This is the first of the age groups to have booster coverage. Fat lot of good it does.
For this age group boosters are worthless to protect against infection but do appear to continue to limit risk of hospitalization.
- The following charts illustrate, for the 18-49 year old age group, that being vaccinated and boosted appears to offer protection for being hospitalized with Covid in the most recent weeks’ data available, but the boosted actually have higher rates of testing positive than the vaccinated or unvaccinated. There are too few deaths in this age group to draw any conclusions.
- This post is an update to the 18-49 age group breakthrough charts first published here: https://healthy-skeptic.com/2022/06/06/breakthrough-events-ages-18-to-49/.
- There are 9 charts in this set, 3 charts each for cases, hospital admissions, and deaths. Each set of 3 charts consists of the actual events per week (cases, admissions, or deaths); the rate per 100k each week, and the proportion of events compared to the proportion of the vaccinated population.
- Fig. 1: This chart plots the cases in the 18-49 age group per week among the unvaccinated, vaccinated but not boosted, and vaccinated and boosted populations each week. Since the week of 3/13/2022 there have been more cases each week among the boosted, rather than among the vaccinated but not boosted, or unvaccinated.
- Fig. 2: This chart displays the case rates per 100k for each subgroup in the 18-49 age group. The boosted continue to have the highest rate of cases per 100k, and the vaccinated but not boosted have the lowest rate of cases per 100k. Earlier in the pandemic being vaccinated or boosted did lower the case rate compared to the unvaccinated.

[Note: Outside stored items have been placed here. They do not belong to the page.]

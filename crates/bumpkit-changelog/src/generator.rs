//! Changelog generation

use bumpkit_core::config::ChangelogConfig;
use chrono::{DateTime, Utc};
use tracing::{debug, info, instrument};

use crate::formatter::{ChangelogFormatter, MarkdownFormatter};
use crate::types::{BreakingChange, ChangelogEntry, Commit, Section};

/// Changelog generator
pub struct ChangelogGenerator {
    formatter: Box<dyn ChangelogFormatter>,
    config: ChangelogConfig,
}

impl ChangelogGenerator {
    /// Create a new generator with the markdown formatter
    pub fn new(config: ChangelogConfig) -> Self {
        Self {
            formatter: Box::new(MarkdownFormatter::new()),
            config,
        }
    }

    /// Build an entry from parsed commits.
    ///
    /// Commits are grouped into the sections configured for their type, in
    /// configuration order. Hidden and unknown types are left out of the
    /// sections, but their breaking changes are still listed.
    #[instrument(skip(self, commits), fields(commit_count = commits.len()))]
    pub fn generate(&self, version: &str, date: DateTime<Utc>, commits: &[Commit]) -> ChangelogEntry {
        info!(version, commit_count = commits.len(), "generating changelog entry");
        let mut entry = ChangelogEntry::new(version, date);

        for commit in commits {
            entry.breaking_changes.extend(breaking_changes(commit));
            if !commit.is_conventional() {
                continue;
            }

            let Some(type_config) = self.config.type_config(&commit.commit_type.to_lowercase())
            else {
                continue;
            };
            if type_config.hidden {
                continue;
            }

            match entry
                .sections
                .iter_mut()
                .find(|s| s.title == type_config.section)
            {
                Some(section) => section.commits.push(commit.clone()),
                None => entry.sections.push(Section {
                    title: type_config.section.clone(),
                    commits: vec![commit.clone()],
                }),
            }
        }

        entry.sections.sort_by_key(|s| self.section_rank(&s.title));

        debug!(
            section_count = entry.sections.len(),
            breaking_count = entry.breaking_changes.len(),
            "changelog sections built"
        );
        entry
    }

    /// Format a changelog entry to string
    pub fn format(&self, entry: &ChangelogEntry) -> String {
        self.formatter.format(entry, &self.config)
    }

    fn section_rank(&self, title: &str) -> usize {
        self.config
            .types
            .iter()
            .position(|t| t.section == title)
            .unwrap_or(usize::MAX)
    }
}

fn breaking_changes(commit: &Commit) -> Vec<BreakingChange> {
    let mut changes: Vec<BreakingChange> = commit
        .breaking_notes()
        .map(|note| BreakingChange {
            scope: commit.scope.clone(),
            text: note.text.clone(),
            hash: commit.hash.clone(),
        })
        .collect();

    if changes.is_empty() && commit.is_breaking_change {
        changes.push(BreakingChange {
            scope: commit.scope.clone(),
            text: commit.title.clone(),
            hash: commit.hash.clone(),
        });
    }

    changes
}

#[cfg(test)]
mod tests {
    use super::*;
    use crate::parser::CommitParser;
    use chrono::TimeZone;

    fn commits(messages: &[&str]) -> Vec<Commit> {
        let parser = CommitParser::new();
        messages
            .iter()
            .enumerate()
            .map(|(i, m)| {
                let (subject, body) = m.split_once('\n').unwrap_or((m, ""));
                let raw = format!(
                    "{}\n{}\n{:07x}\n2024-01-15T10:30:00Z\nJane Doe\njane@example.com\n",
                    subject,
                    body,
                    0xabc0000 + i
                );
                parser.parse(&raw).unwrap()
            })
            .collect()
    }

    fn date() -> DateTime<Utc> {
        Utc.with_ymd_and_hms(2024, 1, 15, 0, 0, 0).unwrap()
    }

    #[test]
    fn test_sections_follow_config_order() {
        let generator = ChangelogGenerator::new(ChangelogConfig::default());
        let entry = generator.generate(
            "1.1.0",
            date(),
            &commits(&["fix: b", "chore: deps", "feat: a", "feature: c", "Update README"]),
        );

        let titles: Vec<&str> = entry.sections.iter().map(|s| s.title.as_str()).collect();
        assert_eq!(titles, vec!["Features", "Bug Fixes"]);
        assert_eq!(entry.sections[0].commits.len(), 2);
    }

    #[test]
    fn test_breaking_changes_from_notes_and_bang() {
        let generator = ChangelogGenerator::new(ChangelogConfig::default());
        let entry = generator.generate(
            "2.0.0",
            date(),
            &commits(&[
                "feat(api)!: drop v1",
                "refactor: x\n\nBREAKING CHANGE: config moved",
            ]),
        );

        let texts: Vec<&str> = entry
            .breaking_changes
            .iter()
            .map(|b| b.text.as_str())
            .collect();
        assert_eq!(texts, vec!["drop v1", "config moved"]);
        assert_eq!(entry.breaking_changes[0].scope.as_deref(), Some("api"));
    }

    #[test]
    fn test_hidden_only_is_empty() {
        let generator = ChangelogGenerator::new(ChangelogConfig::default());
        let entry = generator.generate("1.0.1", date(), &commits(&["chore: deps", "ci: cache"]));
        assert!(entry.is_empty());
    }

    #[test]
    fn test_format_changelog() {
        let generator = ChangelogGenerator::new(ChangelogConfig::default());
        let entry = generator.generate("1.0.0", date(), &commits(&["feat: add feature"]));
        let formatted = generator.format(&entry);
        assert!(formatted.contains("1.0.0"));
        assert!(formatted.contains("### Features"));
    }
}
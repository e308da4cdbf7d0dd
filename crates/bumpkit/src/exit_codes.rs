//! Exit codes for the CLI

use bumpkit_core::error::{BumpkitError, ConfigError, GitError};

/// Success
pub const SUCCESS: u8 = 0;

/// General error
pub const ERROR: u8 = 1;

/// Configuration error
pub const CONFIG_ERROR: u8 = 2;

/// Git error
pub const GIT_ERROR: u8 = 3;

/// Version error
pub const VERSION_ERROR: u8 = 4;

/// Exit code for the first recognised error in the chain
pub fn for_error(error: &anyhow::Error) -> u8 {
    for cause in error.chain() {
        if let Some(e) = cause.downcast_ref::<BumpkitError>() {
            return match e {
                BumpkitError::Config(_) => CONFIG_ERROR,
                BumpkitError::Git(_) => GIT_ERROR,
                BumpkitError::Version(_) => VERSION_ERROR,
                _ => ERROR,
            };
        }
        if cause.is::<ConfigError>() {
            return CONFIG_ERROR;
        }
        if cause.is::<GitError>() {
            return GIT_ERROR;
        }
    }
    ERROR
}
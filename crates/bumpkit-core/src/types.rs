//! Core types for bumpkit

use serde::{Deserialize, Serialize};
use std::path::PathBuf;

/// Type of release being performed
#[derive(Debug, Clone, Copy, PartialEq, Eq, Hash, PartialOrd, Ord, Serialize, Deserialize)]
#[serde(rename_all = "lowercase")]
pub enum ReleaseType {
    /// Patch version bump (bug fixes)
    Patch,
    /// Minor version bump (new features)
    Minor,
    /// Major version bump (breaking changes)
    Major,
}

impl ReleaseType {
    /// Returns the string representation of the release type
    pub fn as_str(&self) -> &'static str {
        match self {
            Self::Major => "major",
            Self::Minor => "minor",
            Self::Patch => "patch",
        }
    }
}

impl std::fmt::Display for ReleaseType {
    fn fmt(&self, f: &mut std::fmt::Formatter<'_>) -> std::fmt::Result {
        write!(f, "{}", self.as_str())
    }
}

impl std::str::FromStr for ReleaseType {
    type Err = String;

    fn from_str(s: &str) -> Result<Self, Self::Err> {
        match s.to_lowercase().as_str() {
            "major" => Ok(Self::Major),
            "minor" => Ok(Self::Minor),
            "patch" => Ok(Self::Patch),
            _ => Err(format!("Unknown release type: {}", s)),
        }
    }
}

/// Result of a release operation
#[derive(Debug, Clone, Serialize, Deserialize)]
pub struct ReleaseResult {
    /// Previous version
    pub previous_version: String,
    /// New version
    pub new_version: String,
    /// Release type that was applied
    pub release_type: ReleaseType,
    /// Tag that was (or would be) created
    pub tag: String,
    /// Version files that were updated
    pub updated_files: Vec<PathBuf>,
    /// Changelog content generated
    pub changelog: Option<String>,
    /// Whether this was a dry run
    pub dry_run: bool,
}

impl ReleaseResult {
    /// Create a new release result
    pub fn new(previous_version: impl Into<String>, new_version: impl Into<String>) -> Self {
        let new_version = new_version.into();
        let tag = format!("v{}", new_version);

        Self {
            previous_version: previous_version.into(),
            new_version,
            release_type: ReleaseType::Patch,
            tag,
            updated_files: Vec::new(),
            changelog: None,
            dry_run: false,
        }
    }

    /// Set the release type
    pub fn with_release_type(mut self, release_type: ReleaseType) -> Self {
        self.release_type = release_type;
        self
    }

    /// Set the tag
    pub fn with_tag(mut self, tag: impl Into<String>) -> Self {
        self.tag = tag.into();
        self
    }

    /// Set the changelog
    pub fn with_changelog(mut self, changelog: impl Into<String>) -> Self {
        self.changelog = Some(changelog.into());
        self
    }

    /// Mark as dry run
    pub fn with_dry_run(mut self, dry_run: bool) -> Self {
        self.dry_run = dry_run;
        self
    }

    /// Record an updated version file
    pub fn add_updated_file(mut self, path: impl Into<PathBuf>) -> Self {
        self.updated_files.push(path.into());
        self
    }
}

#[cfg(test)]
mod tests {
    use super::*;
    use std::str::FromStr;

    #[test]
    fn test_release_type_from_str() {
        assert_eq!(ReleaseType::from_str("major").unwrap(), ReleaseType::Major);
        assert_eq!(ReleaseType::from_str("MINOR").unwrap(), ReleaseType::Minor);
        assert_eq!(ReleaseType::from_str("patch").unwrap(), ReleaseType::Patch);
        assert!(ReleaseType::from_str("invalid").is_err());
    }

    #[test]
    fn test_release_type_ordering() {
        assert!(ReleaseType::Major > ReleaseType::Minor);
        assert!(ReleaseType::Minor > ReleaseType::Patch);
        assert_eq!(ReleaseType::Patch.max(ReleaseType::Minor), ReleaseType::Minor);
    }

    #[test]
    fn test_release_result_builder() {
        let result = ReleaseResult::new("0.9.0", "1.0.0")
            .with_release_type(ReleaseType::Major)
            .with_tag("release-1.0.0")
            .add_updated_file("package.json");

        assert_eq!(result.previous_version, "0.9.0");
        assert_eq!(result.new_version, "1.0.0");
        assert_eq!(result.release_type, ReleaseType::Major);
        assert_eq!(result.tag, "release-1.0.0");
        assert_eq!(result.updated_files.len(), 1);
        assert!(!result.dry_run);
    }
}
use crate::config::Config;

use super::model::RawTable;

// ---------------------------------------------------------------------------
// Label cleaning
// ---------------------------------------------------------------------------

/// Normalize one raw header cell: strip embedded newlines (merged-cell
/// exports wrap labels) and surrounding whitespace.
pub fn clean_label(raw: &str) -> String {
    raw.replace('\n', "").trim().to_string()
}

// ---------------------------------------------------------------------------
// Header locator
// ---------------------------------------------------------------------------

/// Find the row holding the column labels.
///
/// Scans at most `header_scan_depth` leading rows; the first row where any
/// cleaned cell exactly equals a configured header token wins. `None`
/// means the file should be skipped, never that the batch fails.
pub fn locate_header(table: &RawTable, config: &Config) -> Option<usize> {
    table
        .rows
        .iter()
        .take(config.header_scan_depth)
        .position(|row| {
            row.iter().any(|cell| {
                let cleaned = clean_label(cell);
                config.header_tokens.iter().any(|token| cleaned == *token)
            })
        })
}

// ---------------------------------------------------------------------------
// Column classifier
// ---------------------------------------------------------------------------

/// Where a record's total score comes from.
#[derive(Debug, Clone, Copy, PartialEq, Eq)]
pub enum TotalSource {
    /// A column that directly holds the aggregate score.
    Column(usize),
    /// No direct column: sum the objective and subjective components per
    /// row. A missing component makes the sum missing.
    Composite { objective: usize, subjective: usize },
}

/// One tracked subject column, with the alias rewrite already applied.
#[derive(Debug, Clone, PartialEq, Eq)]
pub struct Subject {
    pub index: usize,
    pub label: String,
}

/// The classification result for one file: which columns mean what.
#[derive(Debug, Clone, PartialEq, Eq)]
pub struct ColumnMap {
    pub identity: usize,
    pub total: TotalSource,
    pub subjects: Vec<Subject>,
}

/// Classify cleaned column labels into the canonical column set.
///
/// Labels are taken in column order and are not deduplicated; duplicate
/// labels simply produce duplicate subject entries. `None` means the
/// identity or total-score column could not be resolved.
pub fn classify_columns(labels: &[String], config: &Config) -> Option<ColumnMap> {
    let identity = labels
        .iter()
        .position(|label| label.contains(&config.identity_marker));
    let Some(identity) = identity else {
        log::debug!("no column label contains {:?}", config.identity_marker);
        return None;
    };

    let direct_total = labels.iter().position(|label| {
        config
            .total_score_markers
            .iter()
            .any(|marker| label.contains(marker.as_str()))
    });
    let total = match direct_total {
        Some(index) => TotalSource::Column(index),
        None => {
            let fallback = config.total_score_fallback.as_ref()?;
            let objective = labels
                .iter()
                .position(|label| label.contains(&fallback.objective))?;
            let subjective = labels
                .iter()
                .position(|label| label.contains(&fallback.subjective))?;
            log::debug!("no total-score column, summing columns {objective} + {subjective}");
            TotalSource::Composite {
                objective,
                subjective,
            }
        }
    };

    let subjects = labels
        .iter()
        .enumerate()
        .filter(|(index, _)| *index != identity && Some(*index) != direct_total)
        .filter(|(_, label)| {
            config
                .subject_keywords
                .iter()
                .any(|keyword| label.contains(keyword.as_str()))
        })
        .filter(|(_, label)| {
            !config
                .subject_exclusions
                .iter()
                .any(|excluded| label.contains(excluded.as_str()))
        })
        .map(|(index, label)| Subject {
            index,
            label: apply_alias(label, config),
        })
        .collect();

    Some(ColumnMap {
        identity,
        total,
        subjects,
    })
}

/// Rewrite a bare writing label to its disambiguated variant. Matches by
/// exact equality, so an already-rewritten label passes through unchanged.
fn apply_alias(label: &str, config: &Config) -> String {
    match &config.writing_alias {
        Some(alias) if label == alias.from => alias.to.clone(),
        _ => label.to_string(),
    }
}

- Fig. 3: This chart displays the proportion of the 18-49 population who are unvaccinated (solid purple), vaccinated but not boosted (solid blue), and vaccinated and boosted (solid gold). For each population group we also display the proportion of cases each week (dashed lines of same color). Note that as people are boosted they are moved from the vaccinated subgroup to the boosted subgroup. The way to interpret this chart is to compare the proportion of breakthroughs to the proportion of vaccinations for each group. Whenever the dashed breakthrough proportion line is below the solid vaccination line of the same color, then that category is underrepresented for population, and that vaccination status might be said to be beneficial (ignoring for now other confounding factors). For the week of 5/22/2022, for example, 37% of this age group was vaccinated and boosted (solid gold line) while this group accounted for 48% of the cases (dashed gold line). We would interpret this to show that being boosted did not reduce an individual’s chances of testing positive for Covid for that week. On the other hand, we can see that being vaccinated but not boosted was very beneficial the week of 5/2/2021 (29% vaccinated, but only 4% of the cases) but over time the vaccinated but not boosted subgroup gradually lost the benefit of vaccination, and by the week of 5/22/2022 the vaccinated were 32% of the age group and accounted for 23% of the cases, showing modest benefit for being vaccinated.
- Fig. 4-6: These charts display the hospital admissions, hospital admission rates per 100k, and hospital admissions proportions for the 18-49 age group, in an identical format to the case charts in Fig. 1 through Fig. 3. The boosted and vaccinated but not boosted had the same number of admissions in the most recent data point for 5/22/2022, with admissions for the unvaccinated significantly higher (Fig. 4). The admissions per 100k for the unvaccinated are highest in the most recent data, with the admissions rates per 100k for the boosted almost identical to the vaccinated but not boosted (Fig. 5). Fig. 6 shows that admissions among the unvaccinated have been disproportionately high throughout the pandemic. Admissions among the boosted remain disproportionately low compared to the proportion of the population that is boosted.
- Fig. 7-9: These charts display the deaths, deaths rates per 100k, and deaths proportions for the 18-49 age group, in an identical format to the case charts in Fig. 1 through Fig. 3. The unvaccinated had the greatest number of deaths during the Omicron wave in late 2021/early 2022, but in recent weeks there are very few deaths in any of the subgroups (Fig. 7). Fig. 8 shows that the rates of death per 100k for each subgroup is very low in the most recent months of data, matching Fig. 7. Fig. 9 shows that deaths proportions are highly variable, and that the unvaccinated are over-represented throughout the pandemic.
- All data is obtained from the Minnesota Department of Health (MDH) Vaccine Breakthrough Weekly Update web site https://www.health.state.mn.us/diseases/coronavirus/stats/vbt.html. A data file on this site, vbtadultcirates.xlsx, contains all of the age group data.
- MDH defines the fully vaccinated (what we have termed vaccinated but not boosted) as those who have not received a booster after completing their primary vaccination series, and had been vaccinated at least 14 days prior to testing positive.
- MDH defines the boosted as those who have received any additional vaccination shots after completing their primary vaccination series, and also received the booster at least 14 days prior to testing positive. In addition, booster doses were only counted after 8/13/2021, the date the CDC first began recommending booster shots.